Capuchin monkeys are among the primates kept as exotic pets An exotic pet is a rare or unusual animal pet, or an animal kept within human households which is generally thought of as a wild species not typically kept as a pet. Definition Commonly, the definition is an evolving one; some rodents, reptiles, and amphibians have become firmly enough established in the world of animal fancy to no longer be considered exotic.
Sometimes any unique or wild-looking pet (including common domestic animals such as the ferret and the fancy rat) is called an exotic pet. "Exotic" generally refers to a species which is not native or indigenous to the owner's locale, and "pet" is a companion animal living with people.However, many use the term to include native species as well. Therefore, the American College of Zoological Medicine has defined the group as "zoological companion animals".
Legally, the definition is subject to local jurisdiction, but is defined federally in the US, in part: "[An animal] ...that is native to a foreign country or of foreign origin or charrogacter, is not native to the United States, or was introduced from abroad." However, "[The term pet] ...excludes exotic animals and wild animals." Animals kept as exotic pets Green Iguana Chinchilla Fennec Fox Mexican Redknee Tarantula Slow Loris Lions Madagascar hissing cockroach Axolotl Ring-tailed Lemur Wallaroo Alligator Mantis Shrimp Hyacinth Macaw Chilean rose tarantula Giant prickly stick insect Reticulated Python Kinkajou Tigers Emperor Scorpion Scarlet Macaw Caiman Lizard Goliath Birdeater African Bullfrog Burmese Python Sloths African Grey Parrot Pacman frog Bearded Dragon Chimpanzee Argentine Black and White Tegu Striped Skunk Capybara Serval Capuchin Monkey Sugar glider Hedgehog Cheetah Mexican Red Rump Tarantula Military Macaw Hercules beetle Green tree python Poison dart frog Golden mantella Diana monkey Rhesus macaque Issues Trafficking Contrary to popular belief, most exotic pets in North America are bred, rather than imported.
But smuggling does take place in other areas. Often a massive amount of the species are stored into small, usually airtight, containers and smuggled in. A large number of animals perish as a result. In one example of smuggling, slow lorises trafficked from Indonesia have their teeth removed prior to being sold locally, or exported to Japan or Russia. The animals are not given any pain relievers during their surgeries.

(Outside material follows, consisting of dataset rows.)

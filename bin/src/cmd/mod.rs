//! CLI subcommand modules.
//!
//! This module contains the implementations for all valueup CLI subcommands
//! and the report printing they share.

pub(crate) mod compare;
pub(crate) mod index;
pub(crate) mod portfolio;
pub(crate) mod run;
pub(crate) mod screen;
pub(crate) mod stages;

use valueup_eval::{Annualization, PerformanceSummary, yearly_returns};
use valueup_traits::TimeSeries;

/// Print a boxed section header.
pub(crate) fn banner(title: &str) {
    println!("\n╔══════════════════════════════════════════════════════════════╗");
    println!("║{title:^62}║");
    println!("╚══════════════════════════════════════════════════════════════╝\n");
}

/// Print a ruled subsection header.
pub(crate) fn section(title: &str) {
    println!("━━━━━━━━━━━━━━━━━━━━━━━━━━━━━━━━━━━━━━━━━━━━━━━━━━━━━━━━━━━━━");
    println!("{title}");
    println!("━━━━━━━━━━━━━━━━━━━━━━━━━━━━━━━━━━━━━━━━━━━━━━━━━━━━━━━━━━━━━\n");
}

/// Print start/end levels, summary statistics and yearly returns.
pub(crate) fn print_series_report(series: &TimeSeries, convention: &Annualization) {
    let (Some((start, first)), Some((end, last))) = (series.first(), series.last()) else {
        println!("No observations.\n");
        return;
    };

    println!("Start:        {start}  {first:>10.2}");
    println!("End:          {end}  {last:>10.2}");
    println!("Trading days: {}", series.len());

    match PerformanceSummary::calculate(series, convention) {
        Ok(summary) => {
            println!();
            println!("Total Return:       {:>8.2}%", summary.total_return * 100.0);
            println!("Annualized Return:  {:>8.2}%", summary.annualized_return * 100.0);
            println!(
                "Annualized Vol:     {:>8.2}%",
                summary.annualized_volatility * 100.0
            );
            println!("Max Drawdown:       {:>8.2}%", summary.max_drawdown * 100.0);
        }
        Err(e) => println!("\nSummary unavailable: {e}"),
    }

    println!("\nYearly returns:");
    for (year, ret) in yearly_returns(series) {
        println!("  {year}: {:>8.2}%", ret * 100.0);
    }
    println!();
}
#![doc = include_str!("../README.md")]
#![cfg_attr(docsrs, feature(doc_cfg, doc_auto_cfg))]
#![warn(missing_docs)]
#![forbid(unsafe_code)]

//! ## Crate Organization
//!
//! - [`traits`] - Shared types and trait seams ([`ScreeningStage`], [`YearTableSource`])
//! - [`screen`] - The screening funnel
//! - [`weight`] - Capped market-cap weighting
//! - [`eval`] - Index levels, portfolio returns and benchmark comparison
//! - [`data`] - CSV input and output
//! - [`fmp`] - Benchmark closes over HTTP

/// Version information for the valueup crate.
pub const VERSION: &str = env!("CARGO_PKG_VERSION");

// ============================================================================
// Core Traits
// ============================================================================

/// Shared types and trait seams.
///
/// - [`ScreeningStage`] - One funnel stage
/// - [`YearTableSource`] - Supplies one year's screening tables
pub mod traits {
    pub use valueup_traits::*;
}

pub use valueup_traits::{ScreeningStage, YearTableSource};
pub use valueup_weight::Weighter;

// Re-export error types
pub use valueup_traits::{Result, ValueUpError};

// Re-export common types
pub use valueup_traits::{Candidate, ConstituentSet, Date, MarketPanel, StockCode, TimeSeries};

// ============================================================================
// Screening
// ============================================================================

/// The four screening stages and the funnel that runs them.
///
/// # Example
///
/// ```ignore
/// use valueup::screen::{Funnel, ScreeningConfig};
///
/// let funnel = Funnel::new(&ScreeningConfig::default());
/// let (set, report) = funnel.screen(&inputs)?;
/// println!("{} constituents", set.len());
/// ```
pub mod screen {
    pub use valueup_screen::*;
}

// ============================================================================
// Weighting
// ============================================================================

/// Capped market-cap weighting.
///
/// ```text
/// w_i = min(cap, basis_i / sum(basis))   with the excess redistributed
/// ```
pub mod weight {
    pub use valueup_weight::*;
}

// ============================================================================
// Evaluation
// ============================================================================

/// Index levels, portfolio returns, metrics and benchmark comparison.
///
/// ## Index level
///
/// ```text
/// I_t = capped_total_t / capped_total_base * base_value
/// ```
///
/// ## Portfolio return
///
/// ```text
/// r_t = sum(w_i * (p_i,t / p_i,t-1 - 1)) / sum(w_i)   over names priced on both days
/// ```
pub mod eval {
    pub use valueup_eval::*;
}

// ============================================================================
// Data
// ============================================================================

/// CSV loaders and writers.
pub mod data {
    pub use valueup_data::*;
}

/// Financial Modeling Prep client for benchmark closes.
///
/// Set `FMP_API_KEY` in the environment or a `.env` file.
pub mod fmp {
    pub use valueup_fmp::*;
}

// ============================================================================
// Prelude
// ============================================================================

/// Prelude module for convenient imports.
///
/// ```ignore
/// use valueup::prelude::*;
/// ```
pub mod prelude {
    pub use crate::traits::*;
    pub use crate::{ScreeningStage, Weighter, YearTableSource};
    pub use valueup_data::{CsvTableSource, DataLayout, load_panel};
    pub use valueup_eval::{
        Annualization, BenchmarkComparator, ComparisonConfig, IndexCalculator, IndexConfig,
        PerformanceSummary, PortfolioConfig, PortfolioSimulator, ScheduleConfig,
        UniverseSchedule,
    };
    pub use valueup_screen::{Funnel, ScreeningConfig};
    pub use valueup_weight::{CapConfig, CapWeighter};
}

// ============================================================================
// Tests
// ============================================================================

Some importing of live reptiles and amphibians to the USA occurs, though most of the popular reptile species kept in the USA are rarely if ever sourced from wild populations. Some exotic animals (primates, big cats, bears, etc.) are physically capable of maiming or killing their owners, though this is not a concern with most species. Legality The Convention on the International Trade in Endangered Species of Wild Flora and Fauna, or CITES, moderates the trade of some exotic pets around the world, to prevent any threats to their survival and ecological damage.
Certain animals may be strictly regulated or restricted outright due to both their conservation status, as well as the possibility of the animal becoming an invasive species. Since most exotic animals are bred in captivity, CITES regulation does not cover much of the trade. The USDA issues permits for keeping and breeding certain exotic species, whether captured from the wild or bred. In the United States, for example, it is illegal to import non-human primates for the pet trade, but animals bred in captivity exist in the trade, using animals descended from those brought in legally before the ban was enacted.
In 2003, the US Captive Wild Animal Safety Act became law and in September 2007 the US Fish and Wildlife Service enacted rules to enforce the CWASA. The law now bans the sale or transport of big cats, which includes lions, tigers, leopards, jaguars, cougars, snow leopards, clouded leopards, cheetahs and their hybrids across state lines for the pet trade. As of September 2014, most US states forbid or regulate the possession of exotic pets, but 5 states have no license or permit requirements.
 Impact on the world Historically, trade in exotic pets has been known to drive the destruction and extinction of animals in the wild. To a much smaller extent, this holds today: one of the major factors behind the status of the slow loris is the fact it is often kept locally as a pet, or traded to Japan. However, with captive breeding exotic animals becoming more prevalent, fewer and fewer animals are being captured from the wild.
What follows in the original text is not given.